In 1956, Lazzell's health began to fail and she was hospitalized in Bourne, Massachusetts, toward the end of May for a suspected stroke. After experiencing a documented stroke, Lazzell died on June 1. She is interred next to her father in Bethel Cemetery in Maidsville.

==Artistic style==
| "Lazzell's Cuboid paintings and drawings of nudes, done in Paris in the 20s, are handled with animation, and her strong representational drawings of hills in West Virginia and backyards in Provincetown show a fine sense of rhythmical massing." —Grace Glueck |
While Lazzell is most well known for her white-line woodcuts, she also created ceramics, hooked rugs, paintings, and gouache studies. The subjects of her paintings and prints included landscape scenery and harbor scenes in Provincetown as well as flowers and still lifes. These and her abstract works incorporated elements of both Synthetic and Analytic cubism and frequently comprised arrangements of vibrantly colored geometric shapes. She was among the earliest women artists in the United States to work in a modernist style. The two following quotes by the artist give a sense of her relationship toward abstraction:

When we moderns paint a realistic object we get beneath the surface and give you the very spiritual substance of it.
— Blanche Lazzell, 1927

We do not paint an orange for the sake of making something that looks like an orange however beautiful it might be, but we can use the orange as a means of expressing a certain note in our composition. That is, a means, but never an end in itself.
— Blanche Lazzell, 1927

Lazzell's paintings demonstrated a rich and nuanced use of color. She preferred French watercolor pigments that, alongside the grain of the woodblocks, created embossed lines and striated patterns. Typically the woodblocks she created were made from cherry or basswood and she only pulled three or four prints from each woodblock. From 1916 to 1955, Lazzell created 138 woodblocks. Modern exhibitions of Lazzell's artworks have included the wood blocks themselves.

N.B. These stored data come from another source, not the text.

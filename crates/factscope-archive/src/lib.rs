//! Fact archive extraction for the factscope explorer.
//!
//! Every published fact statement has an archival bundle: a gzip tar BagIt
//! bag holding the collector messages it was derived from, the validation
//! file that records how the value was calculated, and `bag-info.txt`.
//! This crate turns such a bundle into an explorer view ([`Archive`]) or a
//! download package ([`ArchiveDownload`]).
//!
//! The pipeline is pure apart from the collaborator traits in [`remote`]:
//!
//! ```text
//! fetch -> bundle::read_entries -> tree::tree_from_entries
//!                               -> materialize::materialize_files
//!                                    -> reconcile::reconcile_sources
//!                                    -> validation::interpret
//! ```

pub mod bag_info;
pub mod bundle;
pub mod error;
pub mod materialize;
pub mod reconcile;
pub mod remote;
pub mod service;
pub mod tree;
pub mod types;
pub mod validation;
pub mod viewer;

#[cfg(test)]
pub(crate) mod test_support;

pub use bag_info::{fact_statement_from_files, BagInfo};
pub use bundle::{read_entries, visit_entries, ExtractLimits, ExtractLimitsOverrides};
pub use error::{ArchiveError, ArchiveResult, ErrorClass};
pub use materialize::materialize_files;
pub use reconcile::reconcile_sources;
pub use remote::{BundleFetcher, ErrorReporter, SourceRoster, StaticRoster, TracingReporter};
pub use service::ArchiveService;
pub use tree::{build_directory_tree, tree_from_entries};
pub use types::{
    Archive, ArchiveDetails, ArchiveDownload, ArchivedFile, ContainerEntry, ContentId,
    DirectoryNode, FactRecord, FactStatementStub, FileContent, Source, SourceKind, SourceType,
    STORAGE_URN_PREFIX,
};
pub use viewer::{render_viewer_page, VIEWER_FILE_NAME, VIEWER_TEMPLATE};
//! Source reconciliation.
//!
//! Each collector message is named after the source it came from, e.g.
//! `message-binance.tick_2024-05-01T10:00:00Z.json` or
//! `message-minswap-2024-05-01T10:00:00Z.json`. The source token is
//! the lazily matched run of word characters and dots after a `-`
//! and either a `.tick_` marker or a `-YYYY-MM-DDT` date.

use crate::error::{ArchiveError, ArchiveResult};
use crate::materialize::MESSAGE_PREFIX;
use crate::types::{ArchivedFile, Source};
use regex::Regex;
use std::sync::OnceLock;

fn source_token_pattern() -> &'static Regex {
    static PATTERN: OnceLock<Regex> = OnceLock::new();
    PATTERN.get_or_init(|| Regex::new(r"(?i)-([\w.]+?)(?:\.tick_|-\d{4}-\d{2}-\d{2}T)").unwrap())
}

/// Extract the lowercased source token from a message file name.
pub fn source_token(file_name: &str) -> Option<String> {
    source_token_pattern()
        .captures(&file_name.to_lowercase())
        .and_then(|c| c.get(1))
        .map(|m| m.as_str().to_string())
}

/// Resolve every collector message to a roster entry, in message order.
///
/// A message matches a roster entry whose name equals the token, ignoring
/// case. When several entries match, the first one in roster order wins.
/// A message whose token is missing or matches nothing fails the whole
/// reconciliation with [`ArchiveError::UnknownSource`].
pub fn reconcile_sources(files: &[ArchivedFile], roster: &[Source]) -> ArchiveResult<Vec<Source>> {
    let roster_names: Vec<String> = roster.iter().map(|s| s.name.to_lowercase()).collect();

    let mut matched = Vec::new();
    for file in files {
        if !file.file_name.contains(MESSAGE_PREFIX) {
            continue;
        }

        let token = source_token(&file.file_name);
        let hit = token.as_deref().and_then(|token| {
            roster_names
                .iter()
                .position(|name| name == token)
                .map(|idx| &roster[idx])
        });

        match hit {
            Some(source) => matched.push(source.clone()),
            None => {
                return Err(ArchiveError::UnknownSource {
                    file_name: file.file_name.clone(),
                    token,
                })
            }
        }
    }

    Ok(matched)
}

Although she was a pioneer in the white-line woodcut technique and played a role in the development of abstract art in the United States, Lazzell's work faded into obscurity for a time. With a resurgence of interest in the modern print, and especially the white-line woodcut, Lazzell's popularity has surged lately. On August 3, 2012, Lazzell's print 'Sail Boat' reached $106,200 at auction.